アンナさんが俺の耳元でこっそりと囁いた。
「サトルさん、おそらくこの場に残された場合、乗客の男性たちに凌辱されることになるのを危惧したのだと思いますよ」
えええ?そんな非道なことをするかな?
「お兄ちゃん、この世界、犯罪者に人権なんて無いんだよ」
ナナも同じ意見みたいだよ。まじですか…。
結局、乗合馬車は冒険者の男性が御者を務め、ここから一番近くの街にある警吏本部(警察署みたいな所)へ向かうことになった。
王都への道すがらなので、乗客たちもそのまま乗っていくことになる。
で、俺たち『暁の銀翼』は、ガラシア盗賊団の頭目であるガラシアさんの案内で盗賊団のアジトへと向かう予定だ。
「お兄さんだったら、私の身体を好きにしても良いよ」
割と整った顔立ちで、スタイルも良いガラシアさんなのだが、遠慮しておきます。アンナさんやナナの冷たい視線が俺に突き刺さっているので…。
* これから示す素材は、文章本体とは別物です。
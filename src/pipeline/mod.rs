pub mod config;
pub mod context;
pub mod orchestrator;
pub mod outcome;
pub mod phases;
pub mod structured;
pub mod task_pool;

pub use config::PipelineConfig;
pub use context::PipelineContext;
pub use orchestrator::PipelineOrchestrator;
pub use outcome::PhaseOutcome;
pub use phases::merge::{ConsensusMerger, MergeOutcome};
pub use structured::{parse_structured, ParseFailure};
pub use task_pool::TaskPool;
impl DentscanConfig {
    /// Defaults only, no environment.
    pub fn builtin() -> Self {
        let provider = AdapterKind::OpenAI;
        Self {
            provider,
            model: default_model(provider).to_string(),
            log_level: DEFAULT_LOG_LEVEL.to_string(),
            ontology_path: None,
            recordings_dir: None,
            recording_mode: None,
            max_image_px: DEFAULT_MAX_IMAGE_PX,
            jpeg_quality: DEFAULT_JPEG_QUALITY,
            per_call_timeout: Duration::from_secs(DEFAULT_PER_CALL_TIMEOUT_SECS),
            retry_count: DEFAULT_RETRY_COUNT,
            retry_backoff_base: Duration::from_millis(DEFAULT_RETRY_BACKOFF_MS),
            retry_jitter: Duration::from_millis(DEFAULT_RETRY_JITTER_MS),
            global_concurrency_cap: DEFAULT_CONCURRENCY,
            pipeline: PipelineConfig::default(),
        }
    }

    /// Defaults, then `path` when given, then the environment. Unlike
    /// `Default`, malformed values are errors here.
    pub fn load(path: Option<&Path>) -> Result<Self, ConfigError> {
        let mut config = Self::builtin();
        if let Some(path) = path {
            let contents = std::fs::read_to_string(path).map_err(|source| ConfigError::Io {
                path: path.to_path_buf(),
                source,
            })?;
            config.apply_toml(&contents)?;
        }
        config.apply_env()?;
        config.resolve_model();
        Ok(config)
    }

    pub fn apply_toml(&mut self, contents: &str) -> Result<(), ConfigError> {
        let file: FileConfig = toml::from_str(contents)?;

        if let Some(provider) = file.provider {
            self.set_provider(parse_provider(&provider)?);
        }
        if let Some(model) = file.model {
            self.model = model;
        }
        if let Some(level) = file.log_level {
            self.log_level = level.to_lowercase();
        }
        if let Some(mode) = file.recording_mode {
            self.recording_mode = Some(parse_recording_mode(&mode)?);
        }
        self.ontology_path = file.ontology_path.or(self.ontology_path.take());
        self.recordings_dir = file.recordings_dir.or(self.recordings_dir.take());
        self.max_image_px = file.max_image_px.unwrap_or(self.max_image_px);
        self.jpeg_quality = file.jpeg_quality.unwrap_or(self.jpeg_quality);
        if let Some(secs) = file.per_call_timeout_secs {
            self.per_call_timeout = Duration::from_secs(secs);
        }
        self.retry_count = file.retry_count.unwrap_or(self.retry_count);
        if let Some(ms) = file.retry_backoff_base_ms {
            self.retry_backoff_base = Duration::from_millis(ms);
        }
        if let Some(ms) = file.retry_jitter_ms {
            self.retry_jitter = Duration::from_millis(ms);
        }
        self.global_concurrency_cap = file
            .global_concurrency_cap
            .unwrap_or(self.global_concurrency_cap);

        let p = &mut self.pipeline;
        p.area_bucketing = file.area_bucketing.unwrap_or(p.area_bucketing);
        if let Some(temps) = file.specialist_temperatures {
            p.specialist_temperatures = temps;
        }
        p.identification_attempts = file
            .identification_attempts
            .unwrap_or(p.identification_attempts);
        p.area_detector_width = file.area_detector_width.unwrap_or(p.area_detector_width);
        p.specialist_width = file.specialist_width.unwrap_or(p.specialist_width);
        p.max_images_per_call = file.max_images_per_call.unwrap_or(p.max_images_per_call);
        if let Some(secs) = file.job_timeout_secs {
            p.job_timeout = Duration::from_secs(secs);
        }
        p.repair_retry = file.repair_retry.unwrap_or(p.repair_retry);

        Ok(())
    }

    pub fn apply_env(&mut self) -> Result<(), ConfigError> {
        if let Ok(provider) = env::var("DENTSCAN_PROVIDER") {
            self.set_provider(parse_provider(&provider)?);
        }
        if let Ok(model) = env::var("DENTSCAN_MODEL") {
            self.model = model;
        }
        if let Ok(level) = env::var("DENTSCAN_LOG_LEVEL") {
            self.log_level = level.to_lowercase();
        }
        if let Ok(path) = env::var("DENTSCAN_ONTOLOGY_PATH") {
            self.ontology_path = Some(PathBuf::from(path));
        }
        if let Ok(dir) = env::var("DENTSCAN_RECORDINGS_DIR") {
            self.recordings_dir = Some(PathBuf::from(dir));
        }
        if let Ok(mode) = env::var("DENTSCAN_RECORDING_MODE") {
            self.recording_mode = Some(parse_recording_mode(&mode)?);
        }
        if let Some(px) = env_value("DENTSCAN_MAX_IMAGE_PX")? {
            self.max_image_px = px;
        }
        if let Some(quality) = env_value("DENTSCAN_JPEG_QUALITY")? {
            self.jpeg_quality = quality;
        }
        if let Some(secs) = env_value("DENTSCAN_PER_CALL_TIMEOUT")? {
            self.per_call_timeout = Duration::from_secs(secs);
        }
        if let Some(count) = env_value("DENTSCAN_RETRY_COUNT")? {
            self.retry_count = count;
        }
        if let Some(ms) = env_value("DENTSCAN_RETRY_BACKOFF_MS")? {
            self.retry_backoff_base = Duration::from_millis(ms);
        }
        if let Some(ms) = env_value("DENTSCAN_RETRY_JITTER_MS")? {
            self.retry_jitter = Duration::from_millis(ms);
        }
        if let Some(cap) = env_value("DENTSCAN_CONCURRENCY")? {
            self.global_concurrency_cap = cap;
        }

        let p = &mut self.pipeline;
        if let Some(on) = env_value("DENTSCAN_AREA_BUCKETING")? {
            p.area_bucketing = on;
        }
        if let Ok(raw) = env::var("DENTSCAN_TEMPERATURES") {
            p.specialist_temperatures = parse_temperatures(&raw)?;
        }
        if let Some(n) = env_value("DENTSCAN_IDENTIFICATION_ATTEMPTS")? {
            p.identification_attempts = n;
        }
        if let Some(n) = env_value("DENTSCAN_AREA_DETECTOR_WIDTH")? {
            p.area_detector_width = n;
        }
        if let Some(n) = env_value("DENTSCAN_SPECIALIST_WIDTH")? {
            p.specialist_width = n;
        }
        if let Some(n) = env_value("DENTSCAN_MAX_IMAGES_PER_CALL")? {
            p.max_images_per_call = n;
        }
        if let Some(secs) = env_value("DENTSCAN_JOB_TIMEOUT")? {
            p.job_timeout = Duration::from_secs(secs);
        }
        if let Some(on) = env_value("DENTSCAN_REPAIR_RETRY")? {
            p.repair_retry = on;
        }

        Ok(())
    }

    /// Switches provider. A model still at the old provider's default
    /// follows the switch; an explicitly chosen model is kept.
    pub fn set_provider(&mut self, provider: AdapterKind) {
        if self.model.is_empty() || self.model == default_model(self.provider) {
            self.model = default_model(provider).to_string();
        }
        self.provider = provider;
    }

    fn resolve_model(&mut self) {
        if self.model.trim().is_empty() {
            self.model = default_model(self.provider).to_string();
        }
    }

    pub fn validate(&self) -> Result<(), ConfigError> {
        let fail = |msg: String| Err(ConfigError::ValidationFailed(msg));
        let p = &self.pipeline;

        if self.global_concurrency_cap == 0 {
            return fail("Concurrency cap must be at least 1".to_string());
        }
        if p.area_detector_width == 0 || p.specialist_width == 0 {
            return fail("Phase widths must be at least 1".to_string());
        }
        if p.max_images_per_call == 0 {
            return fail("max_images_per_call must be at least 1".to_string());
        }
        if p.specialist_temperatures.is_empty() {
            return fail("At least one specialist temperature is required".to_string());
        }
        if let Some(t) = p
            .specialist_temperatures
            .iter()
            .find(|t| !(0.0..=MAX_TEMPERATURE).contains(*t))
        {
            return fail(format!(
                "Temperature {} is outside [0, {}]",
                t, MAX_TEMPERATURE
            ));
        }
        if p.identification_attempts < crate::pipeline::config::MIN_IDENTIFICATION_ATTEMPTS {
            return fail(format!(
                "identification_attempts must be at least {}",
                crate::pipeline::config::MIN_IDENTIFICATION_ATTEMPTS
            ));
        }
        if self.per_call_timeout.is_zero() || p.job_timeout.is_zero() {
            return fail("Timeouts must be greater than zero".to_string());
        }
        if self.jpeg_quality == 0 || self.jpeg_quality > 100 {
            return fail("jpeg_quality must be between 1 and 100".to_string());
        }
        if self.max_image_px < 64 {
            return fail("max_image_px must be at least 64".to_string());
        }
        if self.model.trim().is_empty() {
            return fail("Model name must not be empty".to_string());
        }
        if self.recording_mode.is_some() && self.recordings_dir.is_none() {
            return fail("recording_mode requires recordings_dir".to_string());
        }

        match self.log_level.as_str() {
            "trace" | "debug" | "info" | "warn" | "error" => {}
            _ => {
                return fail(format!(
                    "Invalid log level: {}. Valid options: trace, debug, info, warn, error",
                    self.log_level
                ))
            }
        }

        Ok(())
    }

    pub fn retry_policy(&self) -> RetryPolicy {
        RetryPolicy {
            retry_count: self.retry_count,
            backoff_base: self.retry_backoff_base,
            jitter: self.retry_jitter,
            max_backoff: MAX_BACKOFF,
        }
    }

    pub fn gateway_config(&self) -> GatewayConfig {
        GatewayConfig {
            max_images_per_call: self.pipeline.max_images_per_call,
            per_call_timeout: self.per_call_timeout,
            retry: self.retry_policy(),
        }
    }

    pub fn to_display_map(&self) -> HashMap<String, String> {
        let mut map = HashMap::new();
        let p = &self.pipeline;

        map.insert("provider".to_string(), self.provider.as_str().to_string());
        map.insert("model".to_string(), self.model.clone());
        map.insert("log_level".to_string(), self.log_level.clone());
        if let Some(ref path) = self.ontology_path {
            map.insert("ontology_path".to_string(), path.display().to_string());
        }
        if let Some(ref dir) = self.recordings_dir {
            map.insert("recordings_dir".to_string(), dir.display().to_string());
        }
        if let Some(mode) = self.recording_mode {
            map.insert("recording_mode".to_string(), mode.as_str().to_string());
        }
        map.insert("max_image_px".to_string(), self.max_image_px.to_string());
        map.insert("jpeg_quality".to_string(), self.jpeg_quality.to_string());
        map.insert(
            "per_call_timeout_secs".to_string(),
            self.per_call_timeout.as_secs().to_string(),
        );
        map.insert("retry_count".to_string(), self.retry_count.to_string());
        map.insert(
            "retry_backoff_base_ms".to_string(),
            self.retry_backoff_base.as_millis().to_string(),
        );
        map.insert(
            "retry_jitter_ms".to_string(),
            self.retry_jitter.as_millis().to_string(),
        );
        map.insert(
            "global_concurrency_cap".to_string(),
            self.global_concurrency_cap.to_string(),
        );
        map.insert("area_bucketing".to_string(), p.area_bucketing.to_string());
        map.insert(
            "specialist_temperatures".to_string(),
            format_temperatures(&p.specialist_temperatures),
        );
        map.insert(
            "identification_attempts".to_string(),
            p.identification_attempts.to_string(),
        );
        map.insert(
            "area_detector_width".to_string(),
            p.area_detector_width.to_string(),
        );
        map.insert("specialist_width".to_string(), p.specialist_width.to_string());
        map.insert(
            "max_images_per_call".to_string(),
            p.max_images_per_call.to_string(),
        );
        map.insert(
            "job_timeout_secs".to_string(),
            p.job_timeout.as_secs().to_string(),
        );
        map.insert("repair_retry".to_string(), p.repair_retry.to_string());

        map
    }
}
あれ?おかしいな。俺の発言じゃないのに、俺のことを睨むのはお門違いじゃないだろうか。
盗賊団のアジトの場所は、この場から少しアインホールド伯爵領側に戻った地点で脇道に逸れて、そこから細い道を辿ること一時間ってところらしい。
この荷馬車の車幅なら何とか通れるくらいの道幅らしいんだけど、一応近くまで行ったら徒歩に切り替えて偵察する予定だ。
ガラシアさんは『アジトには誰も残っていない』と言っていたけど、嘘かもしれないしな。
ちなみに、乗合馬車がノロノロ動いていたのは、ちょうどUターンするところだったから…。俺たちの幌馬車の接近に気付いた御者が好機と見て逃げ出したせいで、その場に停車してしまったのだそうだ。
アジトの偵察は【索敵】スキルを持つサリーと俺の二人で行った。アンナさんは御者として馬車から離れられないし、ナナはアンナさんの護衛だ。ガラシアさんも縛り上げた状態で馬車の中に転がされている。
んで、結論から言うと、ガラシアさんの言葉に嘘は無かった。
アジトの建物は掘っ立て小屋のような粗末な造りで、捕まっている人も留守番の盗賊も誰もいなかったよ。あったのは少しの食料と包丁や鍋などの調理器具、それに僅かな硬貨だけだった。
馬車に戻ったサリーと俺はガラシアさんを尋問した。
「あの場所以外に別のアジトは無いんですか?」
「ああ、残念ながら私らは貧乏な盗賊団なんだよ。と言うか、この領自体が貧乏なのさ。肥え太っているのは領主一族と御用商人くらいのものだね」
苦虫を噛み潰したような顔で発言するガラシアさん。
するとアンナさんが教えてくれた。
「サトルさん、このハウゼン領では領民に重税を課しているのです。旦那様も心を痛めておられたのですが、他の領の内政に口を出すことは許されず、傍観するしか無かったのですよ」
「領民が逃げ出すことって無いんですか?」
「領民が勝手にその土地から逃げ出すことは重罪になるのです。逃げた難民は発見次第、元の場所へと強制送還されます。そして送還された者の末路は死罪か過酷な労役です」
うわぁ、まじかよ。現代の人権思想を持つ俺やナナには信じられない世界だな。
ここでサリーがアンナさんに質問した。
「冒険者になれば自由になれるんじゃないの?」
「ええ、そういう農民出身の冒険者もいるみたいだけど、なかなか生活していくのは厳しいみたいよ。魔獣を相手にして命を落とすこともあるし…」
うーん、なるほどねぇ。確かにFランク依頼の報酬では、食費はともかく、宿賃を賄うのは難しいかもしれない…。
それにしてもハウゼン侯爵ってロクな奴じゃないな。いや、貴族というのは『ロクでもない』のがデフォルトなのかもしれないけどね。
領民に慕われているアインホールド伯爵様の立派さがよく分かったよ。